At the 1904 Summer Olympics, a water polo tournament was contested, with three club teams of seven players each. A German team tried to enter, but its entry was refused because their players did not play for the same club.

The event took place in an artificial lake in Forest Park, the location of both the Olympics and the World's Fair. Two of the Olympians died of typhoid fever soon after the competition, possibly from contamination caused by livestock at the opposite end of the lake.

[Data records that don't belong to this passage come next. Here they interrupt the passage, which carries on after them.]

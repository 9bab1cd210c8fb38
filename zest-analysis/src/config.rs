//! Analysis-wide policy knobs.

/// Policy knobs that change how the analysis core resolves names and
/// types. Every field defaults to the behavior described by the core
/// algorithm in the absence of configuration.
#[derive(Debug, Clone, Copy, PartialEq, Eq)]
pub struct Config {
    /// Whether an unresolved call-site or constant-fetch FQN falls back
    /// to a bare-name lookup after stripping its namespace, per §4.6.
    pub namespace_fallback: bool,
    /// Whether `+`/`-`/`*`/`/`/`**` widen to [`crate::types::Type::Float`]
    /// when either operand is a float. Left `false` by default: arithmetic
    /// stays `Integer`-typed regardless of operand types, per §9.
    pub promote_float_arithmetic: bool,
}

impl Default for Config {
    fn default() -> Self {
        Self {
            namespace_fallback: true,
            promote_float_arithmetic: false,
        }
    }
}
//! Resolving short names against a file's `use` imports.

use indexmap::IndexMap;

use crate::Root;

/// Maps the local alias introduced by each `use` import (or, absent an
/// `as` clause, the imported name's final segment) to the fully
/// qualified name it stands for.
///
/// Built once per parse and consulted by FQN resolution whenever a
/// reference uses a short, unqualified name.
#[derive(Debug, Clone, Default)]
pub struct UseMap {
    aliases: IndexMap<String, String>,
}

impl UseMap {
    /// Builds a [`UseMap`] from a file's `use` declarations.
    pub fn build(root: &Root) -> Self {
        let mut aliases = IndexMap::new();
        for use_decl in root.uses() {
            let Some(name) = use_decl.name() else {
                continue;
            };
            let target = name.text();
            let alias = match use_decl.alias() {
                Some(token) => token.text().to_string(),
                None => match name.segments().last() {
                    Some(segment) => segment,
                    None => continue,
                },
            };
            aliases.insert(alias, target);
        }
        Self { aliases }
    }

    /// Resolves `name` against the import table, returning the fully
    /// qualified target if `name` is a bare alias introduced by a `use`
    /// declaration.
    pub fn resolve(&self, name: &str) -> Option<&str> {
        self.aliases.get(name).map(String::as_str)
    }

    /// Iterates over every `(alias, target)` pair in source order.
    pub fn entries(&self) -> impl Iterator<Item = (&str, &str)> {
        self.aliases.iter().map(|(k, v)| (k.as_str(), v.as_str()))
    }
}
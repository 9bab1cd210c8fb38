//! The collaborator interface the analysis core uses to read a document's
//! text without owning a textual-document store of its own.

use url::Url;

/// Reads document text by URI. Implemented by an in-memory fake in tests
/// and by a filesystem-backed reader in `zest-lsp`.
pub trait ContentProvider: std::fmt::Debug {
    /// Returns the current text for `uri`, or `None` if it isn't
    /// available (not open, not on disk, read error).
    fn read(&self, uri: &Url) -> Option<String>;
}

/// A fixed in-memory [`ContentProvider`], useful for tests and for the
/// `zest` CLI's one-shot analysis mode.
#[derive(Debug, Clone, Default)]
pub struct StaticContentProvider {
    files: std::collections::HashMap<Url, String>,
}

impl StaticContentProvider {
    /// An empty provider.
    pub fn new() -> Self {
        Self::default()
    }

    /// Registers `text` as the content for `uri`.
    pub fn insert(&mut self, uri: Url, text: String) {
        self.files.insert(uri, text);
    }
}

impl ContentProvider for StaticContentProvider {
    fn read(&self, uri: &Url) -> Option<String> {
        self.files.get(uri).cloned()
    }
}

#[cfg(test)]
mod tests {
    use super::*;

    #[test]
    fn static_provider_round_trips() {
        let uri = Url::parse("file:///a.zst").unwrap();
        let mut provider = StaticContentProvider::new();
        provider.insert(uri.clone(), "<?php\n".to_string());
        assert_eq!(provider.read(&uri).as_deref(), Some("<?php\n"));
    }
}
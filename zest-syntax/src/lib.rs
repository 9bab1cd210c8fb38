//! Lexing and parsing of Zest source files into a concrete syntax tree.
//!
//! This crate plays the role of the "third-party parser" collaborator: it
//! turns source text into a [`rowan`] concrete syntax tree that `zest-ast`
//! wraps with typed accessors. It covers the subset of the language's
//! grammar needed to exercise every node kind the analysis core dispatches
//! on; it is not a complete grammar for the language.

#![warn(missing_docs)]
#![warn(rust_2018_idioms)]
#![warn(rust_2021_compatibility)]
#![warn(missing_debug_implementations)]

mod lexer;
mod parser;
mod syntax_kind;

pub use lexer::Token;
pub use parser::Parse;
pub use parser::parse;
pub use syntax_kind::SyntaxKind;
pub use syntax_kind::SyntaxKind::*;

/// The Zest concrete syntax tree's language marker type.
#[derive(Debug, Clone, Copy, PartialEq, Eq, PartialOrd, Ord, Hash)]
pub enum ZestLanguage {}

impl rowan::Language for ZestLanguage {
    type Kind = SyntaxKind;

    fn kind_from_raw(raw: rowan::SyntaxKind) -> Self::Kind {
        assert!(raw.0 <= SyntaxKind::__Last as u16);
        // SAFETY: `SyntaxKind` is `#[repr(u16)]` and the assertion above
        // guarantees `raw.0` names a valid discriminant.
        unsafe { std::mem::transmute::<u16, SyntaxKind>(raw.0) }
    }

    fn kind_to_raw(kind: Self::Kind) -> rowan::SyntaxKind {
        rowan::SyntaxKind(kind as u16)
    }
}

/// A node in the Zest concrete syntax tree.
pub type SyntaxNode = rowan::SyntaxNode<ZestLanguage>;
/// A token in the Zest concrete syntax tree.
pub type SyntaxToken = rowan::SyntaxToken<ZestLanguage>;
/// An element (node or token) in the Zest concrete syntax tree.
pub type SyntaxElement = rowan::SyntaxElement<ZestLanguage>;
/// A byte range within a source document.
pub type Span = rowan::TextRange;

Previously, the International Olympic Committee and International Swimming Federation (FINA) considered the water polo event at the 1904 Olympics as a demonstration sport. However, in July 2021, after accepting the recommendation of Olympic historian Bill Mallon, the IOC recognized water polo along with several others as an official sport of the 1904 Olympic program.

==Medal summary==
| New York Athletic Club David Bratton George Van Cleaf Leo Goodwin Louis Handley David Hesser Joe Ruddy James Steen | Chicago Athletic Association Rex Beach Jerome Steever Edwin Swatek Charles Healy Frank Kehoe David Hammond Bill Tuttle | Missouri Athletic Club John Meyers Manfred Toeppen Gwynne Evans Amedee Reyburn Frank Schreiner Augustus Goessling Bill Orthwein |

| Gold | Silver | Bronze |
|---|---|---|
| United States New York Athletic Club David Bratton George Van Cleaf Leo Goodwin Louis Handley David Hesser Joe Ruddy James Steen | United States Chicago Athletic Association Rex Beach Jerome Steever Edwin Swatek Charles Healy Frank Kehoe David Hammond Bill Tuttle | United States Missouri Athletic Club John Meyers Manfred Toeppen Gwynne Evans Amedee Reyburn Frank Schreiner Augustus Goessling Bill Orthwein |

==Sources==
- PDF documents in the LA84 Foundation Digital Library:
  - Official Report of the 1904 Olympic Games (download, archive)
- Water polo on the Olympedia website
  - Water polo at the 1904 Summer Olympics (men's tournament)
- Water polo on the Sports Reference website
  - Water polo at the 1904 Summer Games (men's tournament) (archived)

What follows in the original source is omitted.